Мы свернули с Кингз-роуд налево и теперь ехали вдоль расцвеченных рекламой магазинчиков.
— Приятель, вам до конца?
— Да, пожалуйста. Дорога там довольно пустынная… Я скажу, где лучше притормозить.
Никогда не могла понять, почему люди, которым по карману Челси-Харбор, действительно там живут. Это местечко заселено от силы наполовину. Надо быть совершенно сдвинутым на воде, чтобы забраться в это безлюдье, — и то лишь при наличии собственной яхты и намерении в один прекрасный день сорваться во Флориду.
Моргун указал место в нескольких ярдах от пристани; там была припаркована целая вереница БМВ и «лотосов». Я остановилась; счетчик натикал 15 фунтов 45 центов. Моргун явно собирался обвинить меня в том, что я ехала кружным путем (чего я, разумеется, не делала), но передумал. Я слышала, как он пробормотал: «А, ладно». Потом наклонился к Убоищу и слегка потряс его:
— Генри! Генри, проснись!
Так зовут моего отца. Генри не отвечал. Моргун вытащил из бумажника двадцатку и попытался вложить ее в вялую руку товарища.
— Генри! — позвал он уже громче. — Шеф, здесь двадцать фунтов. Я выхожу.
— Еще чего! — Я заблокировала дверь в тот самый миг, когда Моргун пытался ее открыть. — Он в моей машине не останется. Забирайте его с собой.
— Да ладно тебе, красавица. — На его лице появилось умоляющее выражение. Моргуну явно не хотелось, чтобы Генри переворачивал вверх дном его прекрасное жилище на воде. — Он живет в Кристал-Пэлас. Послушайте, а если я заплачу тридцать фунтов? Пойдет? С ним не будет никаких хлопот.
Я и на это не купилась.
— Он отсюда вытряхивается. Я люблю, чтобы мои пассажиры были в сознании.

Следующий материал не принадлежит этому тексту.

use crate::models::{Habit, Store, UserRecord};
use serde::{de::DeserializeOwned, Serialize};
use std::{
    collections::BTreeMap,
    env,
    path::{Path, PathBuf},
};
use tokio::fs;
use tracing::error;

pub const USERS_KEY: &str = "users";
pub const CURRENT_USER_KEY: &str = "currentUser";

pub fn habits_key(username: &str) -> String {
    format!("habits_{username}")
}

pub fn xp_key(username: &str) -> String {
    format!("xp_{username}")
}

pub fn resolve_data_dir() -> PathBuf {
    env::var("HABITS_DATA_DIR")
        .map(PathBuf::from)
        .unwrap_or_else(|_| PathBuf::from("data"))
}

fn key_path(dir: &Path, key: &str) -> PathBuf {
    dir.join(format!("{key}.json"))
}

pub async fn read_key<T: DeserializeOwned>(dir: &Path, key: &str, fallback: T) -> T {
    match fs::read(key_path(dir, key)).await {
        Ok(bytes) => match serde_json::from_slice(&bytes) {
            Ok(value) => value,
            Err(err) => {
                error!("failed to parse stored value for {key}: {err}");
                fallback
            }
        },
        Err(err) if err.kind() == std::io::ErrorKind::NotFound => fallback,
        Err(err) => {
            error!("failed to read stored value for {key}: {err}");
            fallback
        }
    }
}

pub async fn write_key<T: Serialize>(dir: &Path, key: &str, value: &T) {
    let payload = match serde_json::to_vec_pretty(value) {
        Ok(payload) => payload,
        Err(err) => {
            error!("failed to serialize value for {key}: {err}");
            return;
        }
    };
    if let Err(err) = fs::write(key_path(dir, key), payload).await {
        error!("failed to persist {key}: {err}");
    }
}

pub async fn load_store(dir: &Path) -> Store {
    let users: BTreeMap<String, UserRecord> = read_key(dir, USERS_KEY, BTreeMap::new()).await;

    let mut habits = BTreeMap::new();
    let mut xp = BTreeMap::new();
    for username in users.keys() {
        habits.insert(
            username.clone(),
            read_key::<Vec<Habit>>(dir, &habits_key(username), Vec::new()).await,
        );
        xp.insert(
            username.clone(),
            read_key::<u64>(dir, &xp_key(username), 0).await,
        );
    }

    let current_user = read_key::<Option<String>>(dir, CURRENT_USER_KEY, None)
        .await
        .filter(|name| users.contains_key(name));

    Store {
        users,
        habits,
        xp,
        current_user,
    }
}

Моргун неуверенно засмеялся и замигал еще чаще.
— Да он в сознании. Просто задремал.
— Ну так разбудите его.
— Генри! — Моргун тряхнул его куда энергичней и буквально проревел ему в ухо: — Генри, старый ты алкаш!
Наконец голова Генри дернулась и рот схлопнулся, будто подъемный мост. Веки приподнялись, явив миру налитые кровью белки и расширенные зрачки. Его лицо стремительно наливалось мертвенной бледностью. Я поняла, что сейчас произойдет, но предпринять уже ничего не могла. Подбородок Генри выпростался из складок шеи, челюсть снова отвалилась, и под аккомпанемент то ли стона, то ли отрыжки поток омерзительной розовой блевотины выплеснулся на пол, на сиденье, ударился об экран (который я от души благословила) и окатил Моргуна.